> **Requirement**: Search the material for the string "NoSemicolon" and reply with how many lines contain it, nothing else.

> **Data supplied**:
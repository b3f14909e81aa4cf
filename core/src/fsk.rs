//! 16-FSK modulation: four bits per symbol, one sinusoid per symbol value.

use std::f64::consts::PI;

use crate::config::{ModemConfig, ToneMap};
use crate::error::Result;
use crate::goertzel::Goertzel;
use crate::{BITS_PER_SYMBOL, NUM_TONES};

/// Preamble symbol value at position `i`: alternating 0, 15, 0, 15, ...
pub fn sync_symbol(i: usize) -> usize {
    if i % 2 == 0 {
        0
    } else {
        15
    }
}

/// Pack coded bits into 4-bit symbol values, b3 first.
/// The caller guarantees `bits.len()` is a multiple of four (the
/// convolutional encoder's output always is).
pub fn bits_to_symbols(bits: &[u8]) -> Vec<u8> {
    debug_assert_eq!(bits.len() % BITS_PER_SYMBOL, 0);
    bits.chunks_exact(BITS_PER_SYMBOL)
        .map(|chunk| chunk.iter().fold(0u8, |sym, &b| (sym << 1) | (b & 1)))
        .collect()
}

/// Unpack a symbol value into its four coded bits, b3 first.
pub fn symbol_to_bits(symbol: u8) -> [u8; 4] {
    [
        (symbol >> 3) & 1,
        (symbol >> 2) & 1,
        (symbol >> 1) & 1,
        symbol & 1,
    ]
}

/// Modulator: one pre-tabulated waveform per symbol value.
pub struct FskModulator {
    waves: Vec<Vec<i16>>,
    samples_per_symbol: usize,
}

impl FskModulator {
    /// Build the 16-entry waveform LUT. Each buffer holds
    /// `amplitude * sin(2*pi*f_i*n / sample_rate)` for one symbol window,
    /// rounded to the nearest integer sample.
    pub fn new(config: &ModemConfig) -> Result<Self> {
        let n = config.samples_per_symbol()?;
        let freqs = config.tones.frequencies(config.sample_rate, n)?;

        let mut waves = Vec::with_capacity(NUM_TONES);
        for &freq in freqs.iter() {
            let mut wave = Vec::with_capacity(n);
            for i in 0..n {
                let t = i as f64 / config.sample_rate as f64;
                let v = config.amplitude as f64 * (2.0 * PI * freq * t).sin();
                wave.push(v.round() as i16);
            }
            waves.push(wave);
        }

        Ok(Self {
            waves,
            samples_per_symbol: n,
        })
    }

    pub fn samples_per_symbol(&self) -> usize {
        self.samples_per_symbol
    }

    /// Waveform for one symbol value 0..15.
    pub fn symbol_wave(&self, symbol: usize) -> &[i16] {
        &self.waves[symbol & 0xF]
    }
}

/// Demodulator: Goertzel power at each candidate tone, hard argmax.
pub struct FskDemodulator {
    detectors: [Goertzel; NUM_TONES],
    samples_per_symbol: usize,
    windowed: bool,
}

impl FskDemodulator {
    pub fn new(config: &ModemConfig) -> Result<Self> {
        let n = config.samples_per_symbol()?;
        config.tones.validate(n)?;

        let detectors = match config.tones {
            ToneMap::FreeFreq(freqs) => freqs.map(|f| Goertzel::for_frequency(f, config.sample_rate)),
            ToneMap::DftBin(bins) => bins.map(|k| Goertzel::for_bin(k, n)),
        };

        Ok(Self {
            detectors,
            samples_per_symbol: n,
            // Window conditioning pays off only when tones sit on exact
            // bins; free-running tones leak across bins regardless.
            windowed: config.tones.is_dft_aligned(),
        })
    }

    pub fn samples_per_symbol(&self) -> usize {
        self.samples_per_symbol
    }

    /// Hard symbol decision for one window: argmax of tone power.
    /// Ties keep the lower symbol index.
    pub fn detect_symbol(&self, window: &[i16]) -> u8 {
        let conditioned;
        let window = if self.windowed {
            conditioned = condition_window(window);
            conditioned.as_slice()
        } else {
            window
        };

        let mut best = 0u8;
        let mut best_power = f32::NEG_INFINITY;
        for (i, detector) in self.detectors.iter().enumerate() {
            let power = detector.power(window);
            if power > best_power {
                best_power = power;
                best = i as u8;
            }
        }
        best
    }
}

/// Mean removal plus Hann taper, clamped and requantized to 16 bits.
/// Suppresses DC and edge-discontinuity leakage across single-bin spacing.
fn condition_window(window: &[i16]) -> Vec<i16> {
    let n = window.len();
    let mean = window.iter().map(|&x| x as f64).sum::<f64>() / n as f64;
    let denom = n.saturating_sub(1).max(1) as f64;
    window
        .iter()
        .enumerate()
        .map(|(i, &x)| {
            let w = 0.5 - 0.5 * (2.0 * PI * i as f64 / denom).cos();
            let v = ((x as f64 - mean) * w).round();
            v.clamp(i16::MIN as f64, i16::MAX as f64) as i16
        })
        .collect()
}
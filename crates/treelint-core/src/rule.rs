//! Rule contract: identifiers, descriptors, the [`Rule`] trait and providers.

use std::fmt;
use std::str::FromStr;
use std::sync::Arc;

use serde::{Deserialize, Serialize};

use crate::config::property::EXECUTION_KEY_PREFIX;
use crate::context::{RuleProperties, VisitContext};
use crate::error::RuleError;
use crate::tree::NodeId;
use crate::types::Severity;

/// Rule set used when an id has no `<ruleset>:` prefix.
pub const DEFAULT_RULE_SET: &str = "standard";

/// Qualified rule identifier, `<ruleset>:<name>`.
///
/// Conversion from `&str` normalizes bare names into the
/// [`DEFAULT_RULE_SET`] and never fails; [`RuleId::validate`] (or
/// [`FromStr`]) checks the result.
#[derive(Debug, Clone, PartialEq, Eq, Hash, PartialOrd, Ord, Serialize, Deserialize)]
#[serde(into = "String", try_from = "String")]
pub struct RuleId {
    rule_set: String,
    name: String,
}

impl RuleId {
    /// Creates an id from its parts.
    #[must_use]
    pub fn new(rule_set: impl Into<String>, name: impl Into<String>) -> Self {
        Self {
            rule_set: rule_set.into(),
            name: name.into(),
        }
    }

    /// Returns the rule set part.
    #[must_use]
    pub fn rule_set(&self) -> &str {
        &self.rule_set
    }

    /// Returns the rule name part.
    #[must_use]
    pub fn name(&self) -> &str {
        &self.name
    }

    /// Key enabling or disabling this rule: `treelint_<ruleset>_<name>`.
    #[must_use]
    pub fn execution_key(&self) -> String {
        format!("{EXECUTION_KEY_PREFIX}{}_{}", self.rule_set, self.name)
    }

    /// Key enabling or disabling this rule's whole rule set.
    #[must_use]
    pub fn rule_set_execution_key(&self) -> String {
        format!("{EXECUTION_KEY_PREFIX}{}", self.rule_set)
    }

    /// Key overriding this rule's severity.
    #[must_use]
    pub fn severity_key(&self) -> String {
        format!("{}_severity", self.execution_key())
    }

    /// Checks that both parts are lowercase kebab-case words.
    ///
    /// # Errors
    ///
    /// Returns [`InvalidRuleId`] naming the offending part.
    pub fn validate(&self) -> Result<(), InvalidRuleId> {
        if !is_kebab_case(&self.rule_set) {
            return Err(InvalidRuleId::new(self, "rule set"));
        }
        if !is_kebab_case(&self.name) {
            return Err(InvalidRuleId::new(self, "rule name"));
        }
        Ok(())
    }
}

fn is_kebab_case(part: &str) -> bool {
    part.starts_with(|c: char| c.is_ascii_lowercase())
        && !part.ends_with('-')
        && !part.contains("--")
        && part
            .chars()
            .all(|c| c.is_ascii_lowercase() || c.is_ascii_digit() || c == '-')
}

impl From<&str> for RuleId {
    fn from(raw: &str) -> Self {
        let raw = raw.trim();
        match raw.split_once(':') {
            Some((rule_set, name)) => Self::new(rule_set.trim(), name.trim()),
            None => Self::new(DEFAULT_RULE_SET, raw),
        }
    }
}

impl FromStr for RuleId {
    type Err = InvalidRuleId;

    fn from_str(raw: &str) -> Result<Self, Self::Err> {
        let id = Self::from(raw);
        id.validate()?;
        Ok(id)
    }
}

impl TryFrom<String> for RuleId {
    type Error = InvalidRuleId;

    fn try_from(raw: String) -> Result<Self, Self::Error> {
        raw.parse()
    }
}

impl From<RuleId> for String {
    fn from(id: RuleId) -> Self {
        id.to_string()
    }
}

impl fmt::Display for RuleId {
    fn fmt(&self, f: &mut fmt::Formatter<'_>) -> fmt::Result {
        write!(f, "{}:{}", self.rule_set, self.name)
    }
}

/// A rule id that is not `<ruleset>:<name>` in lowercase kebab-case.
#[derive(Debug, Clone, PartialEq, Eq, thiserror::Error)]
#[error("invalid rule id '{id}': bad {part}")]
pub struct InvalidRuleId {
    /// The offending id, as written.
    pub id: String,
    /// Which part is malformed.
    pub part: &'static str,
}

impl InvalidRuleId {
    fn new(id: &RuleId, part: &'static str) -> Self {
        Self {
            id: id.to_string(),
            part,
        }
    }
}

/// Maturity of a rule.
#[derive(Debug, Clone, Copy, PartialEq, Eq, Serialize, Deserialize)]
#[serde(rename_all = "lowercase")]
pub enum RuleStatus {
    /// Runs unless disabled.
    Stable,
    /// Runs only when experimental rules are opted into, or when enabled by id.
    Experimental,
}

/// How a run-after constraint behaves when the other rule is not active.
#[derive(Debug, Clone, Copy, PartialEq, Eq, Serialize, Deserialize)]
#[serde(rename_all = "kebab-case")]
pub enum RunAfterMode {
    /// The dependent rule only runs when the other rule is loaded and enabled.
    OnlyWhenLoadedAndEnabled,
    /// Ordering only; the dependent rule runs either way.
    RegardlessOfLoadedOrEnabled,
}

/// "Run after `rule_id`" constraint.
#[derive(Debug, Clone, PartialEq, Eq, Serialize, Deserialize)]
pub struct RunAfter {
    /// Rule that must run first.
    pub rule_id: RuleId,
    /// Behaviour when that rule is missing or disabled.
    pub mode: RunAfterMode,
}

/// Static description of a rule: identity and declared capabilities.
#[derive(Debug, Clone, PartialEq, Eq)]
pub struct RuleDescriptor {
    /// Qualified id.
    pub id: RuleId,
    /// Stable or experimental.
    pub status: RuleStatus,
    /// One-line description for `list-rules`.
    pub description: &'static str,
    /// Property names the rule reads.
    pub uses_properties: Vec<&'static str>,
    /// Ordering constraints.
    pub run_after: Vec<RunAfter>,
    /// Severity used unless configured otherwise.
    pub default_severity: Severity,
}

impl RuleDescriptor {
    /// Creates a stable, error-severity descriptor.
    #[must_use]
    pub fn new(id: impl Into<RuleId>) -> Self {
        Self {
            id: id.into(),
            status: RuleStatus::Stable,
            description: "",
            uses_properties: Vec::new(),
            run_after: Vec::new(),
            default_severity: Severity::Error,
        }
    }

    /// Marks the rule as experimental.
    #[must_use]
    pub fn experimental(mut self) -> Self {
        self.status = RuleStatus::Experimental;
        self
    }

    /// Sets the description.
    #[must_use]
    pub fn description(mut self, description: &'static str) -> Self {
        self.description = description;
        self
    }

    /// Declares a property the rule reads.
    #[must_use]
    pub fn uses_property(mut self, name: &'static str) -> Self {
        self.uses_properties.push(name);
        self
    }

    /// Adds a run-after constraint.
    #[must_use]
    pub fn run_after(mut self, id: impl Into<RuleId>, mode: RunAfterMode) -> Self {
        self.run_after.push(RunAfter {
            rule_id: id.into(),
            mode,
        });
        self
    }

    /// Sets the default severity.
    #[must_use]
    pub fn severity(mut self, severity: Severity) -> Self {
        self.default_severity = severity;
        self
    }
}

/// A lint rule visiting the syntax tree.
///
/// An instance lives for exactly one traversal, so fields may hold
/// per-traversal state. Hooks run in this order:
///
/// 1. [`before_first_node`](Rule::before_first_node) once, with the
///    effective configuration;
/// 2. [`before_visit_children`](Rule::before_visit_children) for each node
///    in pre-order;
/// 3. [`after_visit_children`](Rule::after_visit_children) once the node's
///    subtree is done;
/// 4. [`after_last_node`](Rule::after_last_node) once, after the root.
///
/// Violations are reported through [`VisitContext::emit`]. The tree may only
/// be changed when `emit` returned [`AutocorrectDecision::Allow`](crate::AutocorrectDecision::Allow).
///
/// # Example
///
/// ```
/// use treelint_core::{ElementKind, NodeId, Rule, RuleDescriptor, RuleError, VisitContext};
///
/// struct NoSemicolon;
///
/// impl Rule for NoSemicolon {
///     fn descriptor(&self) -> RuleDescriptor {
///         RuleDescriptor::new("custom:no-semicolon").description("Disallows `;`")
///     }
///
///     fn before_visit_children(
///         &mut self,
///         node: NodeId,
///         ctx: &mut VisitContext<'_>,
///     ) -> Result<(), RuleError> {
///         if ctx.tree().kind(node) == ElementKind::Semicolon {
///             let offset = ctx.tree().start_offset(node);
///             if ctx.emit(offset, "Unnecessary semicolon", true).is_allowed() {
///                 ctx.tree_mut().remove(node)?;
///             }
///         }
///         Ok(())
///     }
/// }
/// ```
pub trait Rule: Send {
    /// Returns the rule's identity and declared capabilities.
    fn descriptor(&self) -> RuleDescriptor;

    /// Called once before the traversal starts.
    ///
    /// # Errors
    ///
    /// A failure suspends the rule for the whole traversal.
    fn before_first_node(&mut self, properties: &RuleProperties<'_>) -> Result<(), RuleError> {
        let _ = properties;
        Ok(())
    }

    /// Called for every node before its children are visited.
    ///
    /// # Errors
    ///
    /// A failure suspends the rule for the rest of the traversal.
    fn before_visit_children(
        &mut self,
        node: NodeId,
        ctx: &mut VisitContext<'_>,
    ) -> Result<(), RuleError>;

    /// Called for every node after its children were visited.
    ///
    /// # Errors
    ///
    /// A failure suspends the rule for the rest of the traversal.
    fn after_visit_children(
        &mut self,
        node: NodeId,
        ctx: &mut VisitContext<'_>,
    ) -> Result<(), RuleError> {
        let _ = (node, ctx);
        Ok(())
    }

    /// Called once after the root was visited.
    ///
    /// # Errors
    ///
    /// The failure is recorded; there is nothing left to suspend.
    fn after_last_node(&mut self, ctx: &mut VisitContext<'_>) -> Result<(), RuleError> {
        let _ = ctx;
        Ok(())
    }
}

/// Type alias for boxed Rule trait objects.
pub type RuleBox = Box<dyn Rule>;

type RuleFactory = dyn Fn() -> RuleBox + Send + Sync;

/// Builds fresh rule instances and knows their descriptor.
#[derive(Clone)]
pub struct RuleProvider {
    descriptor: Arc<RuleDescriptor>,
    factory: Arc<RuleFactory>,
}

impl RuleProvider {
    /// Wraps a factory. It is called once here to read the descriptor.
    pub fn new<F>(factory: F) -> Self
    where
        F: Fn() -> RuleBox + Send + Sync + 'static,
    {
        let descriptor = factory().descriptor();
        Self {
            descriptor: Arc::new(descriptor),
            factory: Arc::new(factory),
        }
    }

    /// Provider for a rule type with a `Default` constructor.
    #[must_use]
    pub fn of<R: Rule + Default + 'static>() -> Self {
        Self::new(|| Box::new(R::default()))
    }

    /// Returns the descriptor.
    #[must_use]
    pub fn descriptor(&self) -> &RuleDescriptor {
        &self.descriptor
    }

    /// Returns the rule id.
    #[must_use]
    pub fn id(&self) -> &RuleId {
        &self.descriptor.id
    }

    /// Creates a new rule instance for one traversal.
    #[must_use]
    pub fn create(&self) -> RuleBox {
        (self.factory)()
    }
}

impl fmt::Debug for RuleProvider {
    fn fmt(&self, f: &mut fmt::Formatter<'_>) -> fmt::Result {
        f.debug_struct("RuleProvider")
            .field("id", &self.descriptor.id)
            .finish_non_exhaustive()
    }
}

/// A named collection of rule providers.
pub trait RuleSetProvider: Send + Sync {
    /// Rule set name, the prefix of every rule id it provides.
    fn id(&self) -> &'static str;

    /// Returns one provider per rule, in catalog order.
    fn rule_providers(&self) -> Vec<RuleProvider>;
}

#[cfg(test)]
mod tests {
    use super::*;

    struct TestRule;

    impl Rule for TestRule {
        fn descriptor(&self) -> RuleDescriptor {
            RuleDescriptor::new("test-rule")
                .description("A test rule")
                .uses_property("indent_size")
                .run_after("other", RunAfterMode::RegardlessOfLoadedOrEnabled)
        }

        fn before_visit_children(
            &mut self,
            _node: NodeId,
            _ctx: &mut VisitContext<'_>,
        ) -> Result<(), RuleError> {
            Ok(())
        }
    }

    #[test]
    fn bare_names_use_default_rule_set() {
        let id = RuleId::from("no-var");
        assert_eq!(id.rule_set(), "standard");
        assert_eq!(id.name(), "no-var");
        assert_eq!(id.to_string(), "standard:no-var");
        assert_eq!(id, RuleId::from("standard:no-var"));
        assert_ne!(id, RuleId::from("custom:no-var"));
    }

    #[test]
    fn property_keys() {
        let id = RuleId::from("custom:no-var");
        assert_eq!(id.execution_key(), "treelint_custom_no-var");
        assert_eq!(id.rule_set_execution_key(), "treelint_custom");
        assert_eq!(id.severity_key(), "treelint_custom_no-var_severity");
    }

    #[test]
    fn validation() {
        assert!("standard:no-var".parse::<RuleId>().is_ok());
        assert!("max-line-length2".parse::<RuleId>().is_ok());
        for bad in ["", ":x", "x:", "a:b:c", "No-Var", "no_var", "-x", "x-", "a--b"] {
            assert!(bad.parse::<RuleId>().is_err(), "{bad} should be invalid");
        }
        let err = "a:b:c".parse::<RuleId>().unwrap_err();
        assert_eq!(err.part, "rule name");
    }

    #[test]
    fn serde_uses_qualified_string() {
        let id = RuleId::from("no-var");
        let json = serde_json::to_string(&id).unwrap();
        assert_eq!(json, "\"standard:no-var\"");
        let back: RuleId = serde_json::from_str(&json).unwrap();
        assert_eq!(back, id);
        assert!(serde_json::from_str::<RuleId>("\"Bad Id\"").is_err());
    }

    #[test]
    fn provider_reads_descriptor_once() {
        let provider = RuleProvider::new(|| Box::new(TestRule));
        assert_eq!(provider.id(), &RuleId::from("test-rule"));
        assert_eq!(provider.descriptor().status, RuleStatus::Stable);
        assert_eq!(provider.descriptor().uses_properties, vec!["indent_size"]);
        assert_eq!(
            provider.descriptor().run_after[0].rule_id,
            RuleId::from("standard:other")
        );
        assert_eq!(provider.create().descriptor(), *provider.descriptor());
    }
}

> **Completed exercise**: 2